10 This page collects several hints and tricks on modeling situations.
11 Most probably, the exact situation that you want to model will not be
12 described here (unless we already [scooped
13 you](http://www.phdcomics.com/comics/archive.php?comicid=789)), but we
14 hope you will find some ideas and see how to use the modeling options
15 that SimGrid provides.
17 Of course, you should also check the @ref examples page, that shows
18 more detailed usage examples. As for the rest of the documentation
19 (and of SimGrid, actually), any contribution is welcome.
21 @section howto_multicore How to model multicore machines
23 Multicore machines are very complex, and there is many way to model
24 them. The default models of SimGrid are coarse grain and capture some
25 elements of this reality. Here is how to declare simple multicore hosts:
28 <host id="mymachine" speed="8Gf" core="4"/>
31 It declares a 4-cores host called "mymachine", each core computing 8
32 GFlops per second. If you put one activity of 8 GFlop on this host, it
33 will be computed in 1 second (by default, activities are
34 single-threaded and cannot leverage the computing power of more than
35 one core). If you put two of them together, they will still be
36 computed in one second, and so on up to 4 tasks. If you put 5 tasks,
37 they will share the total computing resource, and all tasks will be
38 computed at 5/4 = 1.25 second. That's a very simple model, but that's
39 all what you will get by default from SimGrid.
41 @subsection howto_multicore_pinning Pinning tasks to cores
43 This model does not account for any sort of resource reservation such
44 as task pinning (where you manually select on which core each of the
45 existing activity should execute). If you want to go that way, the
46 best is probably to model you 4-core processor as 4 separte hosts, and
47 assigning the activities to cores by migrating them to the declared
48 hosts. In some sense, this is takes the whole Network-On-Chip idea
51 Some extra complications may arise if you go that way. If you have
52 more tasks than cores, you'll have to [schedule your
53 tasks](https://en.wikipedia.org/wiki/Scheduling_%28computing%29#Operating_system_process_scheduler_implementations)
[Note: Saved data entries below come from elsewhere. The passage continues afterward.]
//! Registered application model

use std::path::PathBuf;

use serde::{Deserialize, Serialize};
use serde_json::Value;

use crate::errors::PodError;
use crate::registry::config::DEFAULT_BRANCH;

/// Free-form per-app options, stored exactly as given at creation
pub type AppOptions = serde_json::Map<String, Value>;

/// An application registered with pod
#[derive(Debug, Clone, PartialEq, Serialize, Deserialize)]
pub struct AppDefinition {
    /// Unique app name, also the registry key
    pub name: String,

    /// Absolute path of the entry script inside the work tree
    pub script_path: PathBuf,

    /// Upstream repository for webhook driven apps
    #[serde(default, skip_serializing_if = "Option::is_none")]
    pub remote: Option<String>,

    /// Tracked branch, `master` when unset
    #[serde(default, skip_serializing_if = "Option::is_none")]
    pub branch: Option<String>,

    /// Options given at creation
    #[serde(default)]
    pub config: AppOptions,
}

impl AppDefinition {
    /// Tracked branch name
    pub fn branch(&self) -> &str {
        self.branch.as_deref().unwrap_or(DEFAULT_BRANCH)
    }

    /// Whether the app follows an upstream remote instead of a local bare repo
    pub fn is_remote(&self) -> bool {
        self.remote.is_some()
    }

    /// Port configured through the `port` option
    pub fn port(&self) -> Option<u16> {
        match self.config.get("port")? {
            Value::Number(n) => n.as_u64().and_then(|p| u16::try_from(p).ok()),
            Value::String(s) => s.trim().parse().ok(),
            _ => None,
        }
    }

    /// Number of supervisor instances to launch
    pub fn instances(&self) -> u32 {
        match self.config.get("instances") {
            Some(Value::Number(n)) => n
                .as_u64()
                .and_then(|n| u32::try_from(n).ok())
                .filter(|n| *n > 0)
                .unwrap_or(1),
            Some(Value::String(s)) => s.trim().parse().ok().filter(|n| *n > 0).unwrap_or(1),
            _ => 1,
        }
    }

    /// String valued option
    pub fn option_str(&self, key: &str) -> Option<&str> {
        self.config.get(key).and_then(Value::as_str)
    }
}

/// Expand `user/repo` shorthand into a GitHub HTTPS URL
pub fn expand_remote(remote: &str) -> String {
    let remote = remote.trim();
    let is_shorthand = !remote.contains(':')
        && !remote.starts_with('/')
        && !remote.starts_with('.')
        && remote.split('/').count() == 2
        && remote.split('/').all(|part| !part.is_empty());

    if is_shorthand {
        format!("https://github.com/{}.git", remote.trim_end_matches(".git"))
    } else {
        remote.to_string()
    }
}

/// Reject names that cannot be used as a directory name under the pod root
pub fn validate_name(name: &str) -> Result<(), PodError> {
    let valid = !name.is_empty()
        && !name.starts_with('.')
        && !name.starts_with('-')
        && name
            .chars()
            .all(|c| c.is_ascii_alphanumeric() || matches!(c, '-' | '_' | '.'));

    if valid {
        Ok(())
    } else {
        Err(PodError::InvalidName(name.to_string()))
    }
}

/// Find a literal port in `.listen(...)` calls of a script.
///
/// Handles both `.listen(8080)` and `.listen(port)` with a `port = 8080`
/// assignment elsewhere in the source.
pub fn sniff_port(source: &str) -> Option<u16> {
    for call in source.split(".listen(").skip(1) {
        let args = call.split(')').next().unwrap_or_default();
        if let Some(port) = first_port_literal(args) {
            return Some(port);
        }

        let ident: String = args
            .trim_start()
            .chars()
            .take_while(|c| c.is_ascii_alphabetic() || *c == '_' || *c == '$')
            .collect();
        if ident.is_empty() {
            continue;
        }
        for assignment in source.split(ident.as_str()).skip(1) {
            let rest = assignment.trim_start();
            if let Some(value) = rest.strip_prefix('=') {
                if value.starts_with('=') {
                    continue;
                }
                let line = value.lines().next().unwrap_or_default();
                if let Some(port) = first_port_literal(line) {
                    return Some(port);
                }
            }
        }
    }
    None
}

/// First run of 4 or 5 digits in `text`
fn first_port_literal(text: &str) -> Option<u16> {
    text.split(|c: char| !c.is_ascii_digit())
        .filter(|digits| digits.len() == 4 || digits.len() == 5)
        .find_map(|digits| digits.parse().ok())
}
54 yourself on the cores (so don't do that if you can avoid). Since you
55 cannot have more than one network model, you will end up with a TCP
56 connexion between your cores. You probably want to work this around in
57 your application by never starting any simulated communication between
58 your cores. Instead, connect equally all cores to the external
61 Modeling a multicore CPU as a set of SimGrid hosts may seem strange
62 and unconvincing, but some users achieved very realistic simulations
63 of multi-core and GPU machines this way.
65 @section howto_bootenergy Modeling machine bootup and shutdown periods
67 When a physical host boots up, a lot of things happen. It takes time
68 during which the machine is not usable but dissipates energy, and
69 programs actually die and restart during a reboot. Since there is many
70 ways to model it, SimGrid does not do any modeling choice for you but
71 the most obvious ones.
73 Any actor (or process in MSG) running on an host that is shut down
74 will be killed and all its activities (tasks in MSG) will be
75 automatically canceled. If killed the actor was marked as
76 auto-restartable (with simgrid::s4u::Actor::setAutoRestart() or with
77 MSG_process_auto_restart_set()), it will start anew with the same
78 parameters when the host boots back up.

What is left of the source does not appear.